Description of the task »
Would you please copy every line from the records that contains the word "Constant"?

Data records:
——————————

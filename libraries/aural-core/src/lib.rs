//! Aural Core
//!
//! Platform-agnostic domain types, collaborator traits, and error handling
//! shared by the Aural playback crates.
//!
//! # Architecture
//!
//! The core crate defines:
//! - **Domain Types**: `Track`, `Chapter`, `PlaybackGap`, `PlaybackLoop`, `PlaybackState`, ...
//! - **Core Traits**: `Playlist` (ordered track repository), `MetadataLoader`
//! - **Error Handling**: Unified `AuralError` and `Result` types
//!
//! An in-memory [`FlatPlaylist`] implements `Playlist` for headless use and tests.
//!
//! # Example
//!
//! ```rust
//! use aural_core::{FlatPlaylist, Playlist, PlaybackGap, Track};
//! use std::path::PathBuf;
//!
//! let mut playlist = FlatPlaylist::new();
//! let added = playlist
//!     .add_track(Track::new(PathBuf::from("/music/song.mp3")))
//!     .expect("first insert");
//!
//! playlist.set_gap(&added.track, PlaybackGap::before(3.0));
//! assert_eq!(playlist.gap_before_track(&added.track).map(|g| g.duration), Some(3.0));
//! ```

#![forbid(unsafe_code)]
#![warn(missing_docs)]

pub mod error;
pub mod playlist;
pub mod traits;
pub mod types;

// Re-export commonly used types
pub use error::{AuralError, Result};
pub use playlist::FlatPlaylist;
pub use traits::{MetadataLoader, Playlist, TrackAddResult};

pub use types::{
    clamp_gap_seconds, Chapter, GapPersistence, GapPosition, PlaybackGap, PlaybackLoop,
    PlaybackProfile, PlaybackState, RepeatMode, Track, TrackId, TrackMetadata, MAX_GAP_SECONDS,
};
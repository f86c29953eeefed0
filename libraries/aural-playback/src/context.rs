//! Request context threaded through one chain execution

use crate::{params::PlaybackParams, session::PlaybackSession};
use aural_core::{PlaybackGap, PlaybackState, Track};
use std::path::PathBuf;
use std::sync::Arc;

/// A gap contributed to a request, with the track it is attached to
#[derive(Debug, Clone)]
pub struct ContextGap {
    pub track: Arc<Track>,
    pub gap: PlaybackGap,
}

/// Snapshot of the player at request time plus what the request asks for
///
/// The snapshot and the request are fixed at construction; chain steps fill
/// in the resolved fields (gaps, delay, session, start position, file).
#[derive(Debug, Clone)]
pub struct RequestContext {
    current_state: PlaybackState,
    current_track: Option<Arc<Track>>,
    current_seek_position: f64,
    requested_track: Option<Arc<Track>>,
    params: PlaybackParams,
    cancel_transcoding: bool,
    completed_track: Option<Arc<Track>>,

    pub(crate) gaps: Vec<ContextGap>,
    pub(crate) delay: Option<f64>,
    pub(crate) start_position: f64,
    pub(crate) session: Option<PlaybackSession>,
    pub(crate) playback_file: Option<PathBuf>,
}

impl RequestContext {
    pub(crate) fn new(
        current_state: PlaybackState,
        current_track: Option<Arc<Track>>,
        current_seek_position: f64,
        requested_track: Option<Arc<Track>>,
        params: PlaybackParams,
        cancel_transcoding: bool,
    ) -> Self {
        let start_position = params.start_position().unwrap_or(0.0);
        Self {
            current_state,
            current_track,
            current_seek_position,
            requested_track,
            params,
            cancel_transcoding,
            completed_track: None,
            gaps: Vec::new(),
            delay: None,
            start_position,
            session: None,
            playback_file: None,
        }
    }

    pub fn current_state(&self) -> PlaybackState {
        self.current_state
    }

    pub fn current_track(&self) -> Option<&Arc<Track>> {
        self.current_track.as_ref()
    }

    pub fn current_seek_position(&self) -> f64 {
        self.current_seek_position
    }

    pub fn requested_track(&self) -> Option<&Arc<Track>> {
        self.requested_track.as_ref()
    }

    pub fn params(&self) -> &PlaybackParams {
        &self.params
    }

    /// Whether an in-flight transcode of another track should be cancelled
    pub fn cancel_transcoding(&self) -> bool {
        self.cancel_transcoding
    }

    /// Track whose natural completion raised this request
    pub fn completed_track(&self) -> Option<&Arc<Track>> {
        self.completed_track.as_ref()
    }

    /// Resolved delay in seconds, once the gap step has run
    pub fn delay(&self) -> Option<f64> {
        self.delay
    }

    pub fn gaps(&self) -> &[ContextGap] {
        &self.gaps
    }

    pub fn start_position(&self) -> f64 {
        self.start_position
    }

    pub fn session(&self) -> Option<&PlaybackSession> {
        self.session.as_ref()
    }

    pub(crate) fn mark_completed(&mut self, track: Arc<Track>) {
        self.completed_track = Some(track);
    }

    /// Set the track the completion chain resolved, forcing interruption
    pub(crate) fn request_subsequent(&mut self, track: Arc<Track>) {
        self.requested_track = Some(track);
        self.params = self.params.clone().with_interrupt(true);
    }

    pub(crate) fn add_gap(&mut self, track: Arc<Track>, gap: PlaybackGap) {
        self.gaps.push(ContextGap { track, gap });
    }
}
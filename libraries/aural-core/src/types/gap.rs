/// Inter-track silence gaps
use serde::{Deserialize, Serialize};

/// Longest silence a gap may hold (one day)
pub const MAX_GAP_SECONDS: f64 = 86_400.0;

/// Clamp a gap or delay length into `[0, MAX_GAP_SECONDS]`; NaN becomes 0
pub fn clamp_gap_seconds(seconds: f64) -> f64 {
    if seconds.is_nan() {
        0.0
    } else {
        seconds.clamp(0.0, MAX_GAP_SECONDS)
    }
}

/// Which side of its track a gap is played on
#[derive(Debug, Clone, Copy, PartialEq, Eq, Hash, Serialize, Deserialize)]
#[serde(rename_all = "camelCase")]
pub enum GapPosition {
    BeforeTrack,
    AfterTrack,
}

/// How long a gap stays attached to its track
#[derive(Debug, Clone, Copy, PartialEq, Eq, Default, Serialize, Deserialize)]
#[serde(rename_all = "camelCase")]
pub enum GapPersistence {
    /// Removed from the playlist the first time it is played
    OneTime,
    /// Kept until the player shuts down
    TillAppExits,
    /// Kept across restarts
    #[default]
    Persistent,
    /// Derived from preferences, never stored on a track
    Implicit,
}

/// A configured silence inserted before or after a track
#[derive(Debug, Clone, Copy, PartialEq, Serialize, Deserialize)]
pub struct PlaybackGap {
    /// Silence duration in seconds
    pub duration: f64,

    pub position: GapPosition,

    pub persistence: GapPersistence,
}

impl PlaybackGap {
    /// Create a new gap; the duration is clamped by [`clamp_gap_seconds`]
    pub fn new(duration: f64, position: GapPosition, persistence: GapPersistence) -> Self {
        Self {
            duration: clamp_gap_seconds(duration),
            position,
            persistence,
        }
    }

    /// A persistent gap played before its track
    pub fn before(duration: f64) -> Self {
        Self::new(duration, GapPosition::BeforeTrack, GapPersistence::Persistent)
    }

    /// A persistent gap played after its track
    pub fn after(duration: f64) -> Self {
        Self::new(duration, GapPosition::AfterTrack, GapPersistence::Persistent)
    }

    /// A gap synthesized from the "gap between tracks" preference
    pub fn implicit(duration: f64) -> Self {
        Self::new(duration, GapPosition::BeforeTrack, GapPersistence::Implicit)
    }

    /// Builder-style persistence setter
    pub fn with_persistence(mut self, persistence: GapPersistence) -> Self {
        self.persistence = persistence;
        self
    }

    pub fn is_one_time(&self) -> bool {
        self.persistence == GapPersistence::OneTime
    }
}
//! Player error types

use aural_playback::PlaybackError;
use thiserror::Error;

/// Player errors
#[derive(Debug, Error)]
pub enum PlayerError {
    /// Configuration could not be loaded or failed validation
    #[error("Configuration error: {0}")]
    Config(String),

    /// The control thread is gone
    #[error("Player control thread is not running")]
    ChannelClosed,

    /// A player thread could not be started
    #[error("Failed to spawn {name} thread: {source}")]
    ThreadSpawn {
        name: String,
        #[source]
        source: std::io::Error,
    },

    #[error(transparent)]
    Playback(#[from] PlaybackError),
}

/// Result type for player operations
pub type Result<T> = std::result::Result<T, PlayerError>;
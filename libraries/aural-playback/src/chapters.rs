//! Chapter navigation
//!
//! Chapter lookup is polled by the UI roughly twice a second against tracks
//! that may carry hundreds of chapters, so it binary-searches the sorted
//! start times.

use crate::{delegate::PlaybackDelegate, events::PlaybackNotification};
use aural_core::{Chapter, PlaybackLoop};
use std::sync::Arc;

/// A chapter together with its position in the track's chapter list
#[derive(Debug, Clone, PartialEq)]
pub struct IndexedChapter {
    pub index: usize,
    pub chapter: Chapter,
}

/// Index of the chapter whose `[start, end)` contains `position`
///
/// `chapters` must be sorted by start time and non-overlapping.
pub fn chapter_index_at(chapters: &[Chapter], position: f64) -> Option<usize> {
    let starts_at_or_before = chapters.partition_point(|c| c.start_time <= position);
    let candidate = starts_at_or_before.checked_sub(1)?;
    chapters[candidate].contains(position).then_some(candidate)
}

/// Index of the first chapter starting after `position`
fn next_chapter_index(chapters: &[Chapter], position: f64) -> Option<usize> {
    let index = chapters.partition_point(|c| c.start_time <= position);
    (index < chapters.len()).then_some(index)
}

/// Index of the chapter before the one at `position`
///
/// Between chapters, the one that ended most recently. None before or
/// within the first chapter.
fn previous_chapter_index(chapters: &[Chapter], position: f64) -> Option<usize> {
    let started = chapters.partition_point(|c| c.start_time <= position);
    let last_started = started.checked_sub(1)?;
    if chapters[last_started].contains(position) {
        last_started.checked_sub(1)
    } else {
        Some(last_started)
    }
}

impl PlaybackDelegate {
    // ===== Chapters =====

    pub fn chapter_count(&self) -> usize {
        self.playing_track().map_or(0, |t| t.chapters().len())
    }

    /// The chapter containing the current position
    pub fn playing_chapter(&self) -> Option<IndexedChapter> {
        let track = self.playing_track()?;
        let index = chapter_index_at(track.chapters(), self.seek_position())?;
        Some(IndexedChapter {
            index,
            chapter: track.chapters()[index].clone(),
        })
    }

    /// Jump to the start of chapter `index`, resuming if paused
    pub fn play_chapter(&mut self, index: usize) {
        let Some(track) = self.playing_track() else {
            return;
        };
        if index < track.chapters().len() {
            self.seek_to_chapter(&track, index);
        }
    }

    pub fn next_chapter(&mut self) {
        let Some(track) = self.playing_track() else {
            return;
        };
        if let Some(index) = next_chapter_index(track.chapters(), self.seek_position()) {
            self.seek_to_chapter(&track, index);
        }
    }

    pub fn previous_chapter(&mut self) {
        let Some(track) = self.playing_track() else {
            return;
        };
        if let Some(index) = previous_chapter_index(track.chapters(), self.seek_position()) {
            self.seek_to_chapter(&track, index);
        }
    }

    /// Restart the playing chapter
    pub fn replay_chapter(&mut self) {
        let Some(track) = self.playing_track() else {
            return;
        };
        if let Some(index) = chapter_index_at(track.chapters(), self.seek_position()) {
            self.seek_to_chapter(&track, index);
        }
    }

    /// Loop the playing chapter, or remove that loop if it is already set
    pub fn toggle_chapter_loop(&mut self) -> Option<PlaybackLoop> {
        let chapter = self.playing_chapter()?.chapter;
        let chapter_loop = PlaybackLoop::complete(chapter.start_time, chapter.end_time);

        let playback_loop = if self.transport.playback_loop() == Some(chapter_loop) {
            self.transport.remove_loop();
            None
        } else {
            self.transport
                .define_loop(chapter.start_time, chapter.end_time);
            Some(chapter_loop)
        };
        self.publish(PlaybackNotification::PlaybackLoopChanged { playback_loop });
        playback_loop
    }

    fn seek_to_chapter(&mut self, track: &Arc<aural_core::Track>, index: usize) {
        let start = track.chapters()[index].start_time;
        let result = self.transport.force_seek_to_time(track, start);
        self.apply_seek_result(result);
        self.resume_if_paused();
    }
}
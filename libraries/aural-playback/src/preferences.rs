//! Playback preferences
//!
//! Serde structs with per-field defaults so partial config files and
//! environment overrides deserialize cleanly.

use serde::{Deserialize, Serialize};

/// Which tracks get their last position remembered
#[derive(Debug, Clone, Copy, PartialEq, Eq, Default, Serialize, Deserialize)]
#[serde(rename_all = "camelCase")]
pub enum RememberPosition {
    /// Never save positions
    Disabled,
    /// Only tracks that already have a profile (saved explicitly by the user)
    #[default]
    IndividualTracks,
    /// Every track that is stopped or finished
    AllTracks,
}

/// How far a seek step moves
#[derive(Debug, Clone, Copy, PartialEq, Serialize, Deserialize)]
#[serde(tag = "kind", content = "value", rename_all = "camelCase")]
pub enum SeekLength {
    /// Fixed number of seconds
    Constant(f64),
    /// Percentage of the track's duration
    Percentage(f64),
}

impl SeekLength {
    /// Seek step in seconds for a track of `duration` seconds
    pub fn resolve(&self, duration: f64) -> f64 {
        match *self {
            Self::Constant(seconds) => seconds,
            Self::Percentage(percent) => duration * percent / 100.0,
        }
    }

    pub fn is_valid(&self) -> bool {
        let value = match *self {
            Self::Constant(v) | Self::Percentage(v) => v,
        };
        value.is_finite() && value > 0.0
    }
}

/// Multiplier applied to seek steps while a key or gesture is held
#[derive(Debug, Clone, Copy, PartialEq, Eq, Default, Serialize, Deserialize)]
#[serde(rename_all = "camelCase")]
pub enum SeekSensitivity {
    Low,
    #[default]
    Medium,
    High,
}

impl SeekSensitivity {
    pub fn multiplier(&self) -> f64 {
        match self {
            Self::Low => 0.5,
            Self::Medium => 1.0,
            Self::High => 2.0,
        }
    }
}

/// Whether a seek came from a discrete action or a held/continuous input
#[derive(Debug, Clone, Copy, PartialEq, Eq, Default)]
pub enum UserInputMode {
    #[default]
    Discrete,
    Continuous,
}

/// Preferences consulted by the playback delegate
#[derive(Debug, Clone, PartialEq, Serialize, Deserialize)]
pub struct PlaybackPreferences {
    #[serde(default)]
    pub remember_last_position: RememberPosition,

    #[serde(default = "default_primary_seek_length")]
    pub primary_seek_length: SeekLength,

    #[serde(default = "default_secondary_seek_length")]
    pub secondary_seek_length: SeekLength,

    #[serde(default)]
    pub continuous_seek_sensitivity: SeekSensitivity,

    /// Insert silence between tracks that finish naturally
    #[serde(default)]
    pub gap_between_tracks: bool,

    #[serde(default = "default_gap_between_tracks_duration")]
    pub gap_between_tracks_duration: f64,
}

impl PlaybackPreferences {
    /// Primary seek step for `duration`, scaled for continuous input
    pub fn primary_seek_step(&self, duration: f64, mode: UserInputMode) -> f64 {
        let step = self.primary_seek_length.resolve(duration);
        match mode {
            UserInputMode::Discrete => step,
            UserInputMode::Continuous => step * self.continuous_seek_sensitivity.multiplier(),
        }
    }

    pub fn secondary_seek_step(&self, duration: f64) -> f64 {
        self.secondary_seek_length.resolve(duration)
    }

    /// Implicit gap duration, if the preference is on
    pub fn implicit_gap(&self) -> Option<f64> {
        (self.gap_between_tracks && self.gap_between_tracks_duration > 0.0)
            .then_some(self.gap_between_tracks_duration)
    }
}

impl Default for PlaybackPreferences {
    fn default() -> Self {
        Self {
            remember_last_position: RememberPosition::default(),
            primary_seek_length: default_primary_seek_length(),
            secondary_seek_length: default_secondary_seek_length(),
            continuous_seek_sensitivity: SeekSensitivity::default(),
            gap_between_tracks: false,
            gap_between_tracks_duration: default_gap_between_tracks_duration(),
        }
    }
}

// Default values
fn default_primary_seek_length() -> SeekLength {
    SeekLength::Constant(5.0)
}

fn default_secondary_seek_length() -> SeekLength {
    SeekLength::Constant(30.0)
}

fn default_gap_between_tracks_duration() -> f64 {
    5.0
}

#[cfg(test)]
mod tests {
    use super::*;

    #[test]
    fn defaults() {
        let prefs = PlaybackPreferences::default();
        assert_eq!(prefs.primary_seek_step(300.0, UserInputMode::Discrete), 5.0);
        assert_eq!(prefs.secondary_seek_step(300.0), 30.0);
        assert!(prefs.implicit_gap().is_none());
    }

    #[test]
    fn percentage_seek_scales_with_duration() {
        let prefs = PlaybackPreferences {
            primary_seek_length: SeekLength::Percentage(2.0),
            continuous_seek_sensitivity: SeekSensitivity::High,
            ..PlaybackPreferences::default()
        };
        assert_eq!(prefs.primary_seek_step(200.0, UserInputMode::Discrete), 4.0);
        assert_eq!(prefs.primary_seek_step(200.0, UserInputMode::Continuous), 8.0);
    }

    #[test]
    fn partial_json_fills_defaults() {
        let prefs: PlaybackPreferences =
            serde_json::from_str(r#"{"gap_between_tracks": true}"#).unwrap();
        assert_eq!(prefs.implicit_gap(), Some(5.0));
        assert_eq!(prefs.remember_last_position, RememberPosition::IndividualTracks);
    }

    #[test]
    fn seek_length_is_tagged() {
        let length: SeekLength =
            serde_json::from_str(r#"{"kind": "percentage", "value": 10.0}"#).unwrap();
        assert_eq!(length, SeekLength::Percentage(10.0));
        assert!(length.is_valid());
        assert!(!SeekLength::Constant(-1.0).is_valid());
    }
}
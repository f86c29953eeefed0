//! Aural Player
//!
//! Wires the playback delegate, the track-add pipeline and their
//! collaborators into one control-thread actor.
//!
//! # Architecture
//!
//! - `controller`: the control loop and the [`PlayerHandle`] that drives it
//! - `config`: [`AuralConfig`], loaded from TOML and `AURAL__*` env vars
//! - `transport`: [`SimulatedTransport`], a clock-driven headless transport
//! - `transcoder`: [`PassThroughTranscoder`], a cached stand-in converter
//!
//! # Example
//!
//! ```rust,no_run
//! use aural_importer::AutoplayOptions;
//! use aural_player::{start_player, AuralConfig, PlayerNotification};
//! # fn loader() -> Box<dyn aural_core::MetadataLoader> { unimplemented!() }
//! use std::path::PathBuf;
//!
//! let player = start_player(AuralConfig::default(), loader())?;
//! player.add_files(vec![PathBuf::from("/music/album")], AutoplayOptions::play_now());
//!
//! for notification in player.notifications() {
//!     if let PlayerNotification::Playback(n) = notification {
//!         println!("{}", n.kind());
//!     }
//! }
//! # Ok::<(), aural_player::PlayerError>(())
//! ```

#![forbid(unsafe_code)]

mod command;
mod controller;
mod proxy;

pub mod config;
pub mod error;
pub mod transcoder;
pub mod transport;

pub use command::{PlayerCommand, PlayerNotification, PlayerStatus};
pub use config::{AuralConfig, ProfileSettings, TransportSettings};
pub use controller::{start_player, PlayerHandle};
pub use error::{PlayerError, Result};
pub use transcoder::PassThroughTranscoder;
pub use transport::SimulatedTransport;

——————————

Output of the exercise »
    Constant(f64),
            Self::Constant(seconds) => seconds,
            Self::Constant(v) | Self::Percentage(v) => v,
    SeekLength::Constant(5.0)
    SeekLength::Constant(30.0)
        assert!(!SeekLength::Constant(-1.0).is_valid());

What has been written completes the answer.